■ WORK TASK
Show the lines below where "Lovelace" occurs.

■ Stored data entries
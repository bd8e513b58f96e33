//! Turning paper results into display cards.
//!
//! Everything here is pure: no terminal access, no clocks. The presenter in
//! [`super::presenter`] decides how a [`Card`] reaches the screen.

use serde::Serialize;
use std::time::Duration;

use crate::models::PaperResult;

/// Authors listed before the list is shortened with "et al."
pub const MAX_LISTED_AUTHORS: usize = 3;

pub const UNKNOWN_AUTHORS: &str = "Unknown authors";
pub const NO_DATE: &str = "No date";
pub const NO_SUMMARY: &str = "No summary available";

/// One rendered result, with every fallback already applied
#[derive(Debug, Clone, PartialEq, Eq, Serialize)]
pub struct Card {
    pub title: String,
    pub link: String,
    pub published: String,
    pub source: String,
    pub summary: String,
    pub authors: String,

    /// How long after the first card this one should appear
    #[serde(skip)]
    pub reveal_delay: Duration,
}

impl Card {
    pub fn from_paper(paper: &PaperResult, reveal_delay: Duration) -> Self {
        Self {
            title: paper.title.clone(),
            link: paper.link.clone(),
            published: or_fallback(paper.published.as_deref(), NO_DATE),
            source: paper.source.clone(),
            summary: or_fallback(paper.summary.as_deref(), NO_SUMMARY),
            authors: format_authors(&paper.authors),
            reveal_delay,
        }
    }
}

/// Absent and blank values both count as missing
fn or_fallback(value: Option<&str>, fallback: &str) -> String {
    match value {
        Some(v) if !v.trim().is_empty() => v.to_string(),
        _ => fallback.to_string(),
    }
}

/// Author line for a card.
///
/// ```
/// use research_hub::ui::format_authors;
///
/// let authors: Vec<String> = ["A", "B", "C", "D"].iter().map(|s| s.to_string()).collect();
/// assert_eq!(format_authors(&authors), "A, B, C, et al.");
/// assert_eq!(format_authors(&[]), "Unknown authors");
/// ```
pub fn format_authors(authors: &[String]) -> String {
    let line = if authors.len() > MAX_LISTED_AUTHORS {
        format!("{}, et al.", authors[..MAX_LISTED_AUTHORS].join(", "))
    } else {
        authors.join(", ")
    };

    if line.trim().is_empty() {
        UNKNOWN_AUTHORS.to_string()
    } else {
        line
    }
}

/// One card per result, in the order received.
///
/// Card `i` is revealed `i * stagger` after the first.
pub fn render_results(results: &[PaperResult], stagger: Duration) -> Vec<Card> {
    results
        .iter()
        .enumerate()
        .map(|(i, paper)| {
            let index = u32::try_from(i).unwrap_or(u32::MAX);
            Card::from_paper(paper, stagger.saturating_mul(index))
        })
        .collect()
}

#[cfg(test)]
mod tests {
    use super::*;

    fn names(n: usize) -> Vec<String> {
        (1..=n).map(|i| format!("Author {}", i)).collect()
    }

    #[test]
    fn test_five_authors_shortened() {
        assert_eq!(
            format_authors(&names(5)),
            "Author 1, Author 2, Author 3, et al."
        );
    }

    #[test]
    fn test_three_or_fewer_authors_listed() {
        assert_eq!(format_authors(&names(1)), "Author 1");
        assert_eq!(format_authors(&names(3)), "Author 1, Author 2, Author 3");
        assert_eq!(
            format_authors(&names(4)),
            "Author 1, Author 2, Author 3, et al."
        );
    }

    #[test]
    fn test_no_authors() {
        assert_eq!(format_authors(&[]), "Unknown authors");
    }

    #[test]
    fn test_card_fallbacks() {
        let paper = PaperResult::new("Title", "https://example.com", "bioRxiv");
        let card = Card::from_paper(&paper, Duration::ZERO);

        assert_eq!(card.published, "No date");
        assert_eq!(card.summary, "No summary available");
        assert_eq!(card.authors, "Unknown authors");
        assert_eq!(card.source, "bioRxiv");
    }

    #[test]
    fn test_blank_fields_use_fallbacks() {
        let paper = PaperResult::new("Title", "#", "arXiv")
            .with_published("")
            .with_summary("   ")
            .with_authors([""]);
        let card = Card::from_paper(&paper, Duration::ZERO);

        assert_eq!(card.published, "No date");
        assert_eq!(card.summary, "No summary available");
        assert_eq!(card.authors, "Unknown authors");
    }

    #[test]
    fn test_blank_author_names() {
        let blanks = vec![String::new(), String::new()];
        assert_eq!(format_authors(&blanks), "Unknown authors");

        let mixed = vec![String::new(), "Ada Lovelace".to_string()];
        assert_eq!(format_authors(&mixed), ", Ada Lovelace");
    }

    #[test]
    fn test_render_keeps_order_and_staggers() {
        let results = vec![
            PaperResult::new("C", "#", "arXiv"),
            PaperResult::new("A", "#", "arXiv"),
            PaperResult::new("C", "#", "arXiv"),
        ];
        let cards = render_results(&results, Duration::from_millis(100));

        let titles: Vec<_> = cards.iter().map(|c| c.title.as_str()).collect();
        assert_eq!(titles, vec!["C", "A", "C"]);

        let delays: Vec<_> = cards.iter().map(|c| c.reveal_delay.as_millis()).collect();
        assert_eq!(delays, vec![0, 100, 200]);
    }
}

■ RESULT OF THE TASK
        let mixed = vec![String::new(), "Ada Lovelace".to_string()];
        assert_eq!(format_authors(&mixed), ", Ada Lovelace");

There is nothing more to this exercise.